[Saved entries]
↓↓↓

//! Damage-over-time effects.
//!
//! Damage is rolled once, at cast time, from the caster's stats: the
//! number of dice is the potency scaled by the profile's multiplier, and
//! the die size is the caster's governing stat. Every tick then replays
//! that same number through the combat resolver. The only per-tick roll
//! is the optional critical chance granted by a caster trait.

use std::collections::BTreeMap;

use rair_types::{DamageClass, IconData, MessageKind, Stat};
use rand::Rng;
use rust_decimal::Decimal;
use rust_decimal::prelude::ToPrimitive;

use super::{
    CastRequest, CastSetup, EffectBehavior, EffectDuration, EffectScope, EndReason, StackPolicy,
    TickOutcome, WorldCommand,
};
use crate::combat::{self, AttackDescriptor};
use crate::dice;
use crate::error::{CastRejection, CharacterError};

/// Percent critical chance per caster trait level.
const CRIT_PERCENT_PER_LEVEL: u32 = 5;

/// Highest per-tick critical chance, in percent.
const MAX_CRIT_PERCENT: u32 = 50;

/// Tuning for one damage-over-time effect.
#[derive(Debug)]
pub struct DotProfile {
    /// Catalog name.
    pub name: &'static str,
    /// Damage class.
    pub class: DamageClass,
    /// Caster skill that sets the default potency.
    pub skill: &'static str,
    /// Caster stat that sets the die size.
    pub governing: Stat,
    /// Dice per potency point, as `(mantissa, scale)`.
    pub dice_per_potency: (i64, u32),
    /// Default duration per potency point.
    pub ticks_per_potency: u32,
    /// Default duration regardless of potency, if set.
    pub fixed_ticks: Option<u32>,
    /// Caster trait granting a per-tick critical chance.
    pub crit_trait: Option<&'static str>,
    /// Effect cast on the victim when a tick is critical.
    pub crit_effect: Option<&'static str>,
    /// Caster trait that also weakens a stat while the effect lasts.
    pub weakening: Option<(&'static str, Stat)>,
    /// Damage scale against targets sharing the caster's alignment.
    pub same_alignment_scale: Option<(i64, u32)>,
    /// Percent of maximum mana drained per tick.
    pub mana_drain_percent: i64,
    /// Marker that blocks the cast and is applied when the effect expires.
    pub lockout: Option<(&'static str, u32)>,
    /// Icon sprite.
    pub icon: &'static str,
}

/// Poison: modest damage, long duration.
pub static POISON: DotProfile = DotProfile {
    name: "Poison",
    class: DamageClass::Poison,
    skill: "thievery",
    governing: Stat::Dex,
    dice_per_potency: (1, 0),
    ticks_per_potency: 2,
    fixed_ticks: None,
    crit_trait: Some("DeadlyPoison"),
    crit_effect: None,
    weakening: Some(("CorrosivePoison", Stat::Mitigation)),
    same_alignment_scale: None,
    mana_drain_percent: 0,
    lockout: None,
    icon: "poison-gas",
};

/// Venom: heavier damage, shorter duration, crits lower defenses.
pub static VENOM: DotProfile = DotProfile {
    name: "Venom",
    class: DamageClass::Poison,
    skill: "thievery",
    governing: Stat::Dex,
    dice_per_potency: (15, 1),
    ticks_per_potency: 1,
    fixed_ticks: None,
    crit_trait: Some("DeadlyPoison"),
    crit_effect: Some("LoweredDefenses"),
    weakening: Some(("DegenerativeVenom", Stat::Perception)),
    same_alignment_scale: None,
    mana_drain_percent: 0,
    lockout: None,
    icon: "dripping-goo",
};

/// Disease: weak and slow.
pub static DISEASE: DotProfile = DotProfile {
    name: "Disease",
    class: DamageClass::Disease,
    skill: "necromancy",
    governing: Stat::Int,
    dice_per_potency: (5, 1),
    ticks_per_potency: 3,
    fixed_ticks: None,
    crit_trait: None,
    crit_effect: None,
    weakening: Some(("Contagion", Stat::Con)),
    same_alignment_scale: None,
    mana_drain_percent: 0,
    lockout: None,
    icon: "death-juice",
};

/// Searing purification: burns mana, spares the like-minded, and leaves
/// a lockout behind.
pub static SEARING_PURIFICATION: DotProfile = DotProfile {
    name: "SearingPurification",
    class: DamageClass::Energy,
    skill: "restoration",
    governing: Stat::Wis,
    dice_per_potency: (1, 0),
    ticks_per_potency: 0,
    fixed_ticks: Some(5),
    crit_trait: None,
    crit_effect: None,
    weakening: None,
    same_alignment_scale: Some((1, 1)),
    mana_drain_percent: 2,
    lockout: Some(("RecentlyPurified", 10)),
    icon: "sun-radiations",
};

/// Behavior for every damage-over-time profile.
#[derive(Debug)]
pub struct DamageOverTime {
    profile: &'static DotProfile,
    damage: i64,
    crit_chance: u32,
}

impl DamageOverTime {
    /// A behavior for `profile` with no damage rolled yet.
    pub const fn new(profile: &'static DotProfile) -> Self {
        Self {
            profile,
            damage: 0,
            crit_chance: 0,
        }
    }

    /// Damage dealt per tick.
    pub const fn damage(&self) -> i64 {
        self.damage
    }
}

fn decimal((mantissa, exponent): (i64, u32)) -> Decimal {
    Decimal::new(mantissa, exponent)
}

fn scale(value: i64, factor: (i64, u32)) -> i64 {
    Decimal::from(value)
        .checked_mul(decimal(factor))
        .and_then(|d| d.floor().to_i64())
        .unwrap_or(0)
}

impl EffectBehavior for DamageOverTime {
    fn stacking(&self) -> StackPolicy {
        StackPolicy::RefreshSameCaster
    }

    fn on_cast(&mut self, setup: &mut CastSetup<'_>) -> Result<(), CastRejection> {
        let profile = self.profile;
        if let Some((marker, _)) = profile.lockout {
            if setup.target_effects.contains(marker) {
                return Err(CastRejection::with_message(format!(
                    "{} cannot be purified again so soon.",
                    setup.target.name
                )));
            }
        }

        setup.default_potency(setup.caster_skill(profile.skill).max(1));
        let potency = setup.state.potency;
        let ticks = profile
            .fixed_ticks
            .unwrap_or_else(|| potency.saturating_mul(profile.ticks_per_potency))
            .max(1);
        setup.default_duration(EffectDuration::Ticks(ticks));

        let sides = setup
            .caster
            .map_or(1, |c| c.stat(profile.governing))
            .clamp(1, i64::from(u32::MAX));
        let sides = u32::try_from(sides).unwrap_or(1);
        let rolls = u32::try_from(scale(i64::from(potency), profile.dice_per_potency).max(0))
            .unwrap_or(u32::MAX);
        let mut damage = dice::roll(&mut *setup.rng, rolls, sides);

        if let (Some(factor), Some(caster)) = (profile.same_alignment_scale, setup.caster) {
            if caster.alignment == setup.target.alignment {
                damage = scale(damage, factor);
            }
        }
        self.damage = damage;

        self.crit_chance = profile.crit_trait.map_or(0, |name| {
            setup
                .caster_trait(name)
                .saturating_mul(CRIT_PERCENT_PER_LEVEL)
                .min(MAX_CRIT_PERCENT)
        });

        setup.state.icon = IconData {
            icon: profile.icon.to_owned(),
            color: None,
            tooltip: format!("Taking {} {:?} damage per tick.", self.damage, profile.class),
        };
        Ok(())
    }

    fn on_start(&mut self, scope: &mut EffectScope<'_, '_>) -> Result<(), CharacterError> {
        if let Some((trait_name, stat)) = self.profile.weakening {
            let level = scope.caster().map_or(0, |c| c.trait_level(trait_name));
            if level > 0 {
                let penalty = i64::from(scope.state.potency.saturating_div(5).max(1))
                    .saturating_mul(i64::from(level));
                scope.apply_stat(stat, penalty.saturating_neg());
            }
        }
        scope.tell_owner(MessageKind::Effect, format!("You are afflicted by {}.", self.profile.name));
        Ok(())
    }

    fn on_tick(&mut self, scope: &mut EffectScope<'_, '_>) -> Result<TickOutcome, CharacterError> {
        let profile = self.profile;
        let roster = scope.env.roster;
        let attacker = scope.state.resolve_caster(roster);

        let critical = self.crit_chance > 0
            && scope.env.rng.random_range(0..100_u32) < self.crit_chance;
        let damage = if critical {
            self.damage.saturating_mul(2)
        } else {
            self.damage
        };

        let attack = AttackDescriptor::over_time(profile.name, damage, profile.class);
        let outcome = combat::resolve(
            attacker,
            scope.owner,
            &attack,
            &mut *scope.env.rng,
            scope.env.combat_ticks,
        );
        scope.damage_taken = scope.damage_taken.saturating_add(outcome.damage);
        scope.env.outbox.notify_all(outcome.notifications);
        if let (true, Some(a)) = (outcome.attacker_engaged, attacker) {
            scope
                .env
                .outbox
                .push(WorldCommand::MarkInCombat { character: a.id });
        }

        if critical {
            if let Some(effect) = profile.crit_effect {
                let mut request = CastRequest::new(effect).potency(scope.state.potency.max(1));
                if let Some(caster) = scope.state.caster {
                    request = request.caster(caster);
                }
                scope.cast_on_owner(request);
            }
        }

        if profile.mana_drain_percent > 0 {
            let drain = scope
                .owner
                .mp()
                .maximum()
                .saturating_mul(profile.mana_drain_percent)
                .checked_div(100)
                .unwrap_or(0);
            scope.owner.drain_mana(drain);
        }
        Ok(TickOutcome::Continue)
    }

    fn on_end(&mut self, scope: &mut EffectScope<'_, '_>, reason: EndReason) -> Result<(), CharacterError> {
        if let Some((marker, ticks)) = self.profile.lockout {
            if matches!(reason, EndReason::Expired | EndReason::Removed) {
                scope.cast_on_owner(CastRequest::new(marker).ticks(ticks));
            }
        }
        Ok(())
    }

    fn persist_data(&self) -> BTreeMap<String, i64> {
        BTreeMap::from([
            ("damage".to_owned(), self.damage),
            ("crit_chance".to_owned(), i64::from(self.crit_chance)),
        ])
    }

    fn restore_data(&mut self, data: &BTreeMap<String, i64>) {
        self.damage = data.get("damage").copied().unwrap_or(0);
        self.crit_chance = data
            .get("crit_chance")
            .and_then(|c| u32::try_from(*c).ok())
            .unwrap_or(0);
    }
}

↑↑↑

What lines in the entries above hold "EffectBehavior"? Copy every one.

    CastRequest, CastSetup, EffectBehavior, EffectDuration, EffectScope, EndReason, StackPolicy,
impl EffectBehavior for DamageOverTime {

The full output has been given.